Il a un discours quasi spontané. Il ne cherche pas à plaire son auditoire ou ses adversaires. Il crache la vérité toute nue, sans chercher des arguments conventionnels du débat public classique civilisé. Cette liberté de la tonalité est notoire quand Ousmane Sonko parle de la mal gouvernance et des tares  du pouvoir. Elle est de rigueur, quand il parle à ses collègues de l’opposition et à son peuple. Il a un franc-parler constant. Ce qui laisse penser que le discours de Sonko vient du cœur.

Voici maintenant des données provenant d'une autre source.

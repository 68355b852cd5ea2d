//! # termspawn
//!
//! Runs a command inside a terminal using token-correlated asynchronous
//! spawning, then prints what the command wrote.
//!
//! ## Architecture
//!
//! This is Layer 3 - the binary that ties together:
//! - termspawn-core: Core types and configuration
//! - termspawn-pty: PTY process spawning
//! - termspawn-terminal: Correlator, terminals and the terminal manager

use std::io::Write;

use clap::Parser;

use termspawn::{load_config, run, CliArgs};

#[tokio::main]
async fn main() -> anyhow::Result<()> {
    let args = CliArgs::parse();
    let config = load_config(&args)?;

    // Initialize logging on stderr so stdout carries only the child's output
    tracing_subscriber::fmt()
        .with_env_filter(
            tracing_subscriber::EnvFilter::try_from_default_env()
                .unwrap_or_else(|_| tracing_subscriber::EnvFilter::new(&config.general.log_level)),
        )
        .with_writer(std::io::stderr)
        .init();

    tracing::info!("termspawn v{} starting", env!("CARGO_PKG_VERSION"));

    let report = run(&args, config).await.map_err(|e| {
        tracing::error!("Run failed: {:#}", e);
        e
    })?;

    let mut stdout = std::io::stdout().lock();
    if args.json {
        serde_json::to_writer_pretty(&mut stdout, &report)?;
        writeln!(stdout)?;
    } else {
        stdout.write_all(report.output.as_bytes())?;
    }
    stdout.flush()?;

    tracing::info!(
        "Child {:?} exited with code {}",
        report.pid,
        report.exit_code
    );

    std::process::exit(report.exit_code as i32);
}
//! Spawn correlation tokens.
//!
//! A token is the only thing that crosses the completion boundary between a
//! spawn backend and the correlator, so it is kept to a fixed-width integer.

use serde::{Deserialize, Serialize};

/// Integer type of the slot a completion trampoline carries.
pub type RawToken = u32;

/// Handle correlating a pending asynchronous spawn with its completion.
///
/// Raw value `0` is reserved: it means "no callback registered" and is also the
/// sentinel returned when the token space is exhausted.
#[derive(Debug, Clone, Copy, PartialEq, Eq, Hash, PartialOrd, Ord, Serialize, Deserialize)]
#[serde(transparent)]
pub struct SpawnToken(RawToken);

impl SpawnToken {
    /// The "no correlation" token.
    pub const NONE: SpawnToken = SpawnToken(0);

    /// Wrap a raw slot value.
    pub const fn from_raw(raw: RawToken) -> Self {
        Self(raw)
    }

    /// The raw slot value.
    pub const fn raw(self) -> RawToken {
        self.0
    }

    /// Whether this is the reserved zero token.
    pub const fn is_none(self) -> bool {
        self.0 == 0
    }
}

impl Default for SpawnToken {
    fn default() -> Self {
        Self::NONE
    }
}

impl From<RawToken> for SpawnToken {
    fn from(raw: RawToken) -> Self {
        Self(raw)
    }
}

impl std::fmt::Display for SpawnToken {
    fn fmt(&self, f: &mut std::fmt::Formatter<'_>) -> std::fmt::Result {
        write!(f, "#{}", self.0)
    }
}
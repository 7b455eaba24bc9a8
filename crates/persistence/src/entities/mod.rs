//! Database entity definitions.
//!
//! Entities are direct mappings to database rows.

pub mod course;
pub mod enrollment;
pub mod project;
pub mod project_share;
pub mod subscription;
pub mod user;

pub use course::CourseEntity;
pub use enrollment::EnrollmentEntity;
pub use project::ProjectEntity;
pub use project_share::{ProjectRoleDb, ProjectShareEntity, ShareStatusDb};
pub use subscription::SubscriptionEntity;
pub use user::UserEntity;
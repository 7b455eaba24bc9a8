//! Subscription entity (database row mapping).

use chrono::{DateTime, Utc};
use sqlx::FromRow;
use uuid::Uuid;

use domain::models::Subscription;

/// Database row mapping for the subscriptions table.
///
/// Rows are append-only; renewals and refunds create new rows rather than
/// mutating existing ones.
#[derive(Debug, Clone, FromRow)]
pub struct SubscriptionEntity {
    pub id: Uuid,
    pub enrollment_id: Uuid,
    pub begins_at: Option<DateTime<Utc>>,
    pub ends_at: Option<DateTime<Utc>>,
    pub is_paid: bool,
    pub created_at: DateTime<Utc>,
}

impl From<SubscriptionEntity> for Subscription {
    fn from(entity: SubscriptionEntity) -> Self {
        Self {
            id: entity.id,
            enrollment_id: entity.enrollment_id,
            begins_at: entity.begins_at,
            ends_at: entity.ends_at,
            is_paid: entity.is_paid,
            created_at: entity.created_at,
        }
    }
}
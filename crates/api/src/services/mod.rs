//! Application services.

pub mod email;

pub use email::EmailService;
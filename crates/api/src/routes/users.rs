//! Current-user profile routes.
//!
//! Profiles are provisioned lazily by the auth middleware; these routes only
//! read and update the row for the authenticated account.

use axum::{extract::State, response::IntoResponse, Json};
use chrono::{DateTime, Utc};
use serde::{Deserialize, Serialize};
use tracing::info;
use uuid::Uuid;
use validator::Validate;

use persistence::repositories::UserRepository;

use crate::app::AppState;
use crate::error::ApiError;
use crate::extractors::UserAuth;

#[derive(Debug, Serialize)]
#[serde(rename_all = "snake_case")]
pub struct ProfileResponse {
    pub id: Uuid,
    pub email: String,
    #[serde(skip_serializing_if = "Option::is_none")]
    pub display_name: Option<String>,
    pub created_at: DateTime<Utc>,
}

#[derive(Debug, Deserialize, Validate)]
#[serde(rename_all = "snake_case")]
pub struct UpdateProfileRequest {
    /// New display name; null clears it.
    #[validate(length(max = 100, message = "Display name must be at most 100 characters"))]
    pub display_name: Option<String>,
}

/// GET /api/v1/me
pub async fn get_profile(
    State(state): State<AppState>,
    auth: UserAuth,
) -> Result<impl IntoResponse, ApiError> {
    let users = UserRepository::new(state.pool.clone());
    let user = users
        .find_by_id(auth.user_id)
        .await?
        .ok_or_else(|| ApiError::NotFound("User not found".to_string()))?;

    Ok(Json(ProfileResponse {
        id: user.id,
        email: user.email,
        display_name: user.display_name,
        created_at: user.created_at,
    }))
}

/// PATCH /api/v1/me
pub async fn update_profile(
    State(state): State<AppState>,
    auth: UserAuth,
    Json(request): Json<UpdateProfileRequest>,
) -> Result<impl IntoResponse, ApiError> {
    request.validate()?;

    let users = UserRepository::new(state.pool.clone());
    if !users
        .update_display_name(auth.user_id, request.display_name.as_deref())
        .await?
    {
        return Err(ApiError::NotFound("User not found".to_string()));
    }

    let user = users
        .find_by_id(auth.user_id)
        .await?
        .ok_or_else(|| ApiError::NotFound("User not found".to_string()))?;

    info!(user_id = %auth.user_id, "Updated profile");

    Ok(Json(ProfileResponse {
        id: user.id,
        email: user.email,
        display_name: user.display_name,
        created_at: user.created_at,
    }))
}

#[cfg(test)]
mod tests {
    use super::*;

    #[test]
    fn test_update_profile_request_validation() {
        let valid = UpdateProfileRequest {
            display_name: Some("Ada".to_string()),
        };
        assert!(valid.validate().is_ok());

        let overlong = UpdateProfileRequest {
            display_name: Some("n".repeat(101)),
        };
        assert!(overlong.validate().is_err());
    }

    #[test]
    fn test_profile_response_omits_missing_display_name() {
        let json = serde_json::to_value(ProfileResponse {
            id: Uuid::new_v4(),
            email: "creator@example.com".to_string(),
            display_name: None,
            created_at: Utc::now(),
        })
        .unwrap();
        assert!(json.get("display_name").is_none());
    }
}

Il n’obéit pas à des calculs politiciens et à des intérêts personnels à défendre ou à préserver.
 
Au-delà de cette dimension humaine importante dans la production et l’énoncé du discours d’un homme politique qui inscrit son action dans la lutte contre le système et les héritages néo- coloniaux, il faudra relever la délicatesse des sujets que l’ancien candidat-Président traite.
 
Dès la création de sa formation politique, Ousmane Sonko, a choisi le changement radical de régime, la lutte contre la mauvaise gouvernance politique et économique et la souveraineté  du Sénégal. C’est ce choix stratégique qui explique, éclaire et nourrit les dénonciations systématiques  de la mauvaise gestion des finances publiques, les détournements des deniers publics et la lutte contre l’abandon de la souveraineté politique et économique.
 
C’est tout le sens des batailles du Pastef au nom de l’idéal panafricaniste, de la souveraineté de son pays et du continent africain. Tous ces sujets touchent naturellement de près l’exercice du pouvoir étatique et la personnalité du chef  du pouvoir. Ces sujets traités par un adversaire radical  ne peuvent ne pas affecter directement le Président de la République, ses proches et ses alliés. C’est de l’ordre normal de tout son discours subversif.
 
On comprend aisément entre les lignes des réactions des responsables politiques de la majorité politique une volonté inavouée de protection du chef de l’Etat et de son pouvoir. Toutes ces réactions  tentent de  défendre  en réalité le Président de la République, son régime et sa préservation. Le pouvoir  se défend,  le responsable du Pastef démolit le système. Ces deux pôles ne vont point se faire des cadeaux.
 
 C’est un jeu de massacre démocratique de l’adversaire. Cet exercice républicain  n’exclut point l’usage des attentes frontales, le discours virulent et acerbe avec des tonalités variant en fonction de la personnalité de l’acteur politique. L’essentiel dans le débat politique par essence contradictoire, est le respect de la liberté du discours et de la tonalité de  l’autre et  ses convictions politiques.